The thickening cloud of volcanic ash over Europe caused some world leaders - including President Barack Obama, German Chancellor Angela Merkel and Canadian Prime Minister Stephen Harper - to cancel plans to attend Sunday's state funeral. Still, some European leaders said they would drive to Krakow.

Obama "waited as long as possible before he made the decision because he wanted to come," said Lee Feinstein, U.S. ambassador to Poland. "But it was impossible for him to travel."

The crowd in Warsaw's Pilsudski Square waved white-and-red Polish flags with black ribbons of mourning affixed to them. A massive white stage, a large cross in the center, was flanked by oversized photos of the dead, including President Lech Kaczynski.

The names of the dead were read aloud, starting with the president and his wife, Maria, while Marta, their only child, and Jaroslaw Kaczynski, the president's twin brother and former prime minister, looked on. Others at the service included former President Lech Walesa, Prime Minister Donald Tusk and acting president Bronislaw Komorowski.

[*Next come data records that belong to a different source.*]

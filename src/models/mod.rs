//! Data models
//!
//! Models represent:
//! - The ledger entity (ParkingSession with its status sum type)
//! - Process-wide constant reference data (LotCategory, Zone, WalkingTime)

mod category;
mod session;
mod zone;

pub use category::{LotCategory, UnknownCategory, ALL_CATEGORIES};
pub use session::{normalize_plate, ParkingSession, SessionStatus};
pub use zone::{WalkingTime, Zone};
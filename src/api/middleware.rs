//! API middleware and shared state
//!
//! Contains the application state handed to every handler and the JSON
//! error envelope all endpoints reject with.

use axum::{
    http::StatusCode,
    response::{IntoResponse, Response},
    Json,
};
use serde::{Deserialize, Serialize};
use std::sync::Arc;

use crate::config::AlertsConfig;
use crate::services::{LedgerError, OccupancyLedger, ReferenceError, ReferenceService};

/// Application state containing shared services.
///
/// The ledger is constructed once at startup from the durable store and
/// passed by handle to every request handler; there is no ambient access.
#[derive(Clone)]
pub struct AppState {
    pub ledger: Arc<OccupancyLedger>,
    pub reference: Arc<ReferenceService>,
    pub alerts: AlertsConfig,
}

/// Error response for API errors
#[derive(Debug, Serialize, Deserialize)]
pub struct ApiError {
    pub error: ApiErrorDetail,
}

#[derive(Debug, Serialize, Deserialize)]
pub struct ApiErrorDetail {
    pub code: String,
    pub message: String,
}

impl ApiError {
    pub fn new(code: impl Into<String>, message: impl Into<String>) -> Self {
        Self {
            error: ApiErrorDetail {
                code: code.into(),
                message: message.into(),
            },
        }
    }

    pub fn invalid_input(message: impl Into<String>) -> Self {
        Self::new("INVALID_INPUT", message)
    }

    pub fn not_found(message: impl Into<String>) -> Self {
        Self::new("NOT_FOUND", message)
    }

    pub fn internal_error(message: impl Into<String>) -> Self {
        Self::new("INTERNAL_ERROR", message)
    }
}

impl IntoResponse for ApiError {
    fn into_response(self) -> Response {
        let status = match self.error.code.as_str() {
            "INVALID_INPUT" => StatusCode::BAD_REQUEST,
            "NOT_FOUND" => StatusCode::NOT_FOUND,
            "ALREADY_PARKED" | "CATEGORY_FULL" | "NOT_PARKED" => StatusCode::CONFLICT,
            _ => StatusCode::INTERNAL_SERVER_ERROR,
        };

        (status, Json(self)).into_response()
    }
}

impl From<LedgerError> for ApiError {
    fn from(err: LedgerError) -> Self {
        match &err {
            LedgerError::InvalidInput(_) => Self::new("INVALID_INPUT", err.to_string()),
            LedgerError::AlreadyParked(_) => Self::new("ALREADY_PARKED", err.to_string()),
            LedgerError::CategoryFull(_) => Self::new("CATEGORY_FULL", err.to_string()),
            LedgerError::NotParked(_) => Self::new("NOT_PARKED", err.to_string()),
            LedgerError::Internal(e) => {
                tracing::error!("ledger failure: {:#}", e);
                Self::internal_error("ledger operation failed")
            }
        }
    }
}

impl From<ReferenceError> for ApiError {
    fn from(err: ReferenceError) -> Self {
        match err {
            ReferenceError::NotFound(_) => Self::not_found(err.to_string()),
        }
    }
}

#[cfg(test)]
mod tests {
    use super::*;

    #[test]
    fn test_error_codes_map_to_statuses() {
        let cases = [
            ("INVALID_INPUT", StatusCode::BAD_REQUEST),
            ("NOT_FOUND", StatusCode::NOT_FOUND),
            ("ALREADY_PARKED", StatusCode::CONFLICT),
            ("CATEGORY_FULL", StatusCode::CONFLICT),
            ("NOT_PARKED", StatusCode::CONFLICT),
            ("INTERNAL_ERROR", StatusCode::INTERNAL_SERVER_ERROR),
        ];
        for (code, status) in cases {
            let response = ApiError::new(code, "msg").into_response();
            assert_eq!(response.status(), status, "code {}", code);
        }
    }

    #[test]
    fn test_ledger_error_conversion() {
        let err: ApiError = LedgerError::AlreadyParked("ABC123".to_string()).into();
        assert_eq!(err.error.code, "ALREADY_PARKED");
        assert!(err.error.message.contains("ABC123"));
    }
}
//! Parking session model
//!
//! One `ParkingSession` is created per park-in event and closed at most once
//! by a park-out. Sessions are never deleted; the full ordered collection of
//! them is the ledger.

use chrono::{DateTime, Duration, Utc};
use serde::{Deserialize, Serialize};

use crate::models::LotCategory;

/// Whether a session is still occupying a space.
///
/// Modeled as a sum type rather than an optional exit field so that "active"
/// and "closed" cannot be confused: a closed session always carries its exit
/// time, an active one structurally cannot.
#[derive(Debug, Clone, Copy, PartialEq, Eq, Serialize, Deserialize)]
#[serde(tag = "state", rename_all = "lowercase")]
pub enum SessionStatus {
    /// Vehicle is currently parked
    Active,
    /// Vehicle has exited; the record is immutable from here on
    Closed { exit_time: DateTime<Utc> },
}

/// One park-in event in the ledger.
#[derive(Debug, Clone, PartialEq, Serialize, Deserialize)]
pub struct ParkingSession {
    /// Ledger row ID, assigned by the store
    pub id: i64,
    /// Normalized (trimmed, uppercased) license plate
    pub plate: String,
    /// Category the vehicle parked under
    pub category: LotCategory,
    /// Set at creation, immutable thereafter
    pub entry_time: DateTime<Utc>,
    /// Active or closed with an exit time
    pub status: SessionStatus,
}

impl ParkingSession {
    /// Create a new active session. The ID is assigned by the store.
    pub fn new(plate: String, category: LotCategory, entry_time: DateTime<Utc>) -> Self {
        Self {
            id: 0,
            plate,
            category,
            entry_time,
            status: SessionStatus::Active,
        }
    }

    /// Whether the vehicle is still parked.
    pub fn is_active(&self) -> bool {
        matches!(self.status, SessionStatus::Active)
    }

    /// Exit time, if the session has been closed.
    pub fn exit_time(&self) -> Option<DateTime<Utc>> {
        match self.status {
            SessionStatus::Active => None,
            SessionStatus::Closed { exit_time } => Some(exit_time),
        }
    }

    /// Time spent parked: up to the exit time for closed sessions, up to
    /// `now` for active ones.
    pub fn parked_duration(&self, now: DateTime<Utc>) -> Duration {
        self.exit_time().unwrap_or(now) - self.entry_time
    }

    /// Parked duration in fractional hours.
    pub fn hours_parked(&self, now: DateTime<Utc>) -> f64 {
        self.parked_duration(now).num_seconds() as f64 / 3600.0
    }

    /// Close the session. A closed session stays closed.
    pub fn close(&mut self, exit_time: DateTime<Utc>) {
        if self.is_active() {
            self.status = SessionStatus::Closed { exit_time };
        }
    }
}

/// Normalize a caller-supplied plate: trim surrounding whitespace, uppercase.
pub fn normalize_plate(plate: &str) -> String {
    plate.trim().to_uppercase()
}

"Our world went crashing down for the second time at the same place," Komorowski said of the crash near Russia's Katyn forest, site of a World War II massacre of Polish officers.

Tusk called the crash a calamitous event that was "the greatest tragedy in Poland since the war." The crash claimed the lives of a swath of Poland's elite, including numerous lawmakers, the central bank governor, the commanders of the country's armed forces and the head of its Olympic committee, among others.

The coffins bearing Kaczynski and his wife were taken to a Gothic cathedral in Warsaw for an evening Mass, carried on artillery caissons pulled by army Humvees escorted by Polish soldiers on foot and horse-riding cavalry behind them.

After the Mass, their bodies will remain in the cathedral and then flown early today to Krakow aboard a military transport for the state funeral, said presidential palace spokesman Jacek Sasin.

Among the mourners yesterday was Teresa Winkler, 76, who came to honor a president "who took care of the people forgotten by society," such as aging World War II soldiers and forgotten Solidarity activists.

"He was a real patriot and a real Pole," Winkler said. "I am afraid it will be hard to find another president like Kaczynski."

Nearby was a group of Chechen refugees who said they were there to honor the first lady for her charity work and efforts to help them.

Members of Solidarity, the freedom movement that Kaczynski supported and that still exists as a labor union, waved their banners.

The crash of the Tupolev 154 - which investigators have said was likely because of human error - plunged Poland into a deep grief not seen since the death of Pope John Paul II five years ago.